Another reason for vilification of middle management is that many organizations are not vigilant to contain the size of this layer. “Middle manager creep” is natural, where for many good reasons we might add a VP reporting to a VP, or a manager with 1–2 direct reports—and soon the middle management population mushrooms out of control. To control creep, organization can apply maxims like a fixed ratio of managers to employees (15% at Amazon) or caps on the number of management layers and minimum spans of control (typically, 6–10 direct reports). Other tactics include rigorous headcount management, or “up or out” talent strategies to make room for promotions of high potential leaders.
To be sure, technology has already disintermediated many of the roles of middle managers, taking them out of the loop for communications and coordination, and reducing their administrative tasks. Video and townhalls directly connect CEOs with their entire companies, and internal digital forums democratize access to information. Platforms like Slack and Jira enable employees from different units to find each other, self-coordinate, and collaborate on tasks. Increasingly, AI is automating many of the approval, audit, and reporting roles of the middle manager, and it’s entirely possible that this layer of responsibilities can be delegated in a flatter organization.
So, should the role endure? Peter Drucker’s work frequently emphasizes the critical role of managers—especially middle managers—in translating organizational objectives into action.

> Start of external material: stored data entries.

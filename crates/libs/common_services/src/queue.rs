use async_trait::async_trait;
use common_types::ImageBatch;
use dashmap::DashMap;
use std::collections::VecDeque;
use std::sync::{Arc, Mutex, MutexGuard};
use std::time::Duration;
use tokio::task::JoinHandle;
use tracing::{debug, warn};

/// Executes one admitted batch to completion.
///
/// Implementations absorb their own per-image problems; a returned error means
/// the whole batch failed and is logged by the runner, which then moves on to
/// the next queued batch for the job.
#[async_trait]
pub trait BatchProcessor: Send + Sync + 'static {
    async fn process(&self, job_id: &str, batch: ImageBatch) -> color_eyre::Result<()>;
}

/// Admission outcome returned to the submitting caller.
#[derive(Debug, Clone, Copy, PartialEq, Eq)]
pub enum Admission {
    /// The batch went straight to the running slot; a runner was spawned.
    Started,
    /// The batch joined the backlog at the given 1-based position.
    Queued { position: usize },
}

/// Point-in-time view of one job's processing state.
#[derive(Debug, Clone, Copy, PartialEq, Eq)]
pub struct JobQueueState {
    pub is_active: bool,
    pub pending_count: usize,
}

#[derive(Default)]
struct QueueState {
    /// True iff a batch for this job is currently executing the pipeline.
    active: bool,
    backlog: VecDeque<ImageBatch>,
    /// Batches admitted but not yet started; mirrors `backlog.len()`.
    pending: usize,
    /// Handle of the current activation's runner, retained so shutdown and
    /// tests can deterministically wait for the backlog to drain.
    runner: Option<JoinHandle<()>>,
}

/// Per-job admission state: owns the backlog and the exclusion primitive for
/// exactly one job. The mutex is only ever held for non-await bookkeeping.
struct JobQueue {
    job_id: String,
    state: Mutex<QueueState>,
}

impl JobQueue {
    fn lock(&self) -> MutexGuard<'_, QueueState> {
        self.state.lock().expect("job queue state lock poisoned")
    }
}

/// Serializes batch processing per job while letting distinct jobs proceed
/// fully in parallel.
///
/// Per-job entries are created lazily on first reference. Admission and the
/// runner's drain step synchronize on the same per-job mutex, so a finishing
/// runner can never race a new `submit` into starting a second runner.
pub struct JobRegistry {
    jobs: DashMap<String, Arc<JobQueue>>,
    processor: Arc<dyn BatchProcessor>,
}

impl JobRegistry {
    #[must_use]
    pub fn new(processor: Arc<dyn BatchProcessor>) -> Self {
        Self {
            jobs: DashMap::new(),
            processor,
        }
    }

    /// Admits a batch for the job and returns immediately.
    ///
    /// If the job is idle the batch starts processing on a freshly spawned
    /// runner task; otherwise it is appended to the job's FIFO backlog and the
    /// caller learns its 1-based queue position at admission time.
    pub fn submit(&self, job_id: &str, batch: ImageBatch) -> Admission {
        let queue = self
            .jobs
            .entry(job_id.to_string())
            .or_insert_with(|| {
                Arc::new(JobQueue {
                    job_id: job_id.to_string(),
                    state: Mutex::new(QueueState::default()),
                })
            })
            .clone();

        let mut state = queue.lock();
        if state.active || !state.backlog.is_empty() {
            state.backlog.push_back(batch);
            state.pending += 1;
            return Admission::Queued {
                position: state.pending,
            };
        }

        state.active = true;
        state.pending = 0;
        let handle = tokio::spawn(run_job(
            Arc::clone(&queue),
            Arc::clone(&self.processor),
            batch,
        ));
        state.runner = Some(handle);
        Admission::Started
    }

    /// Current `{is_active, pending_count}` for a job, if it has ever been
    /// submitted to.
    #[must_use]
    pub fn snapshot(&self, job_id: &str) -> Option<JobQueueState> {
        self.jobs.get(job_id).map(|queue| {
            let state = queue.lock();
            JobQueueState {
                is_active: state.active,
                pending_count: state.pending,
            }
        })
    }

    /// Waits until the job has no running batch and an empty backlog.
    ///
    /// Awaits the retained runner handle rather than polling; the sleep only
    /// covers the case where another waiter already took the handle.
    pub async fn wait_until_idle(&self, job_id: &str) {
        loop {
            let handle = {
                let Some(queue) = self.jobs.get(job_id) else {
                    return;
                };
                let mut state = queue.lock();
                if !state.active && state.backlog.is_empty() {
                    return;
                }
                state.runner.take()
            };
            match handle {
                Some(handle) => {
                    if let Err(error) = handle.await {
                        warn!(job_id, %error, "job runner task failed");
                    }
                }
                None => tokio::time::sleep(Duration::from_millis(10)).await,
            }
        }
    }

    /// Drains every known job; used on shutdown.
    pub async fn wait_all_idle(&self) {
        let job_ids: Vec<String> = self.jobs.iter().map(|entry| entry.key().clone()).collect();
        for job_id in job_ids {
            self.wait_until_idle(&job_id).await;
        }
    }
}

/// One activation's runner: processes the starting batch, then drains the
/// backlog in admission order. Exactly one runner owns a job at a time.
async fn run_job(queue: Arc<JobQueue>, processor: Arc<dyn BatchProcessor>, first: ImageBatch) {
    let mut batch = first;
    loop {
        if let Err(error) = processor.process(&queue.job_id, batch).await {
            warn!(job_id = %queue.job_id, %error, "batch failed, continuing with backlog");
        }

        // Atomically either pick up the next batch or go idle; submit holds
        // the same lock when deciding whether to start a new runner.
        let next = {
            let mut state = queue.lock();
            match state.backlog.pop_front() {
                Some(next) => {
                    state.pending = state.pending.saturating_sub(1);
                    Some(next)
                }
                None => {
                    state.active = false;
                    state.pending = 0;
                    None
                }
            }
        };

        match next {
            Some(next) => batch = next,
            None => {
                debug!(job_id = %queue.job_id, "backlog drained, job idle");
                break;
            }
        }
    }
}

His seminal books, such as The Practice of Management (1954) and Management: Tasks, Responsibilities, Practices (1973), discuss how managers serve as the crucial link between top management’s strategic vision and the operational realities of the organization. This element of the middle management role is not so easily marked for extinction. As organizations contend with an ever-growing list of uncertainties and change, middle managers are devoting time to helping their teams understand how to align with the company strategy, resetting priorities and re-allocating budgets and resources, and often buffering their frontline workers from the hard-edged messages that can come from the top.
We have already learned the hard lessons of abandoning these tasks. At one time or another, companies like Zappos, Valve, and GitHub took out middle management and implemented some form of agile work models. As these organizations scaled, employees reported feeling disoriented in the absence of clear alignment with corporate objectives or where there was misalignment among unit goals, and the lack of middle managers compromised the ability to coordinate among engineering, legal, marketing, sales, and other departments on key projects. Other organizations such as GE under Jack Welch or X under Elon Musk dramatically reduced middle management without changing work methods. There, employees reported siloed departments and burnout, and managers experienced additional strain due to differing interpretations of their mandate, without a uniform approach to prioritizing work, or without someone to optimize talent (personalities and skillsets) to get new work done in the most effective way possible. In the end, these companies came to rely on direct mandates from the top, with leadership often becoming a bottleneck for approvals.
In the end, perhaps Drucker was right: we do need middle managers. But we just may need fewer of them.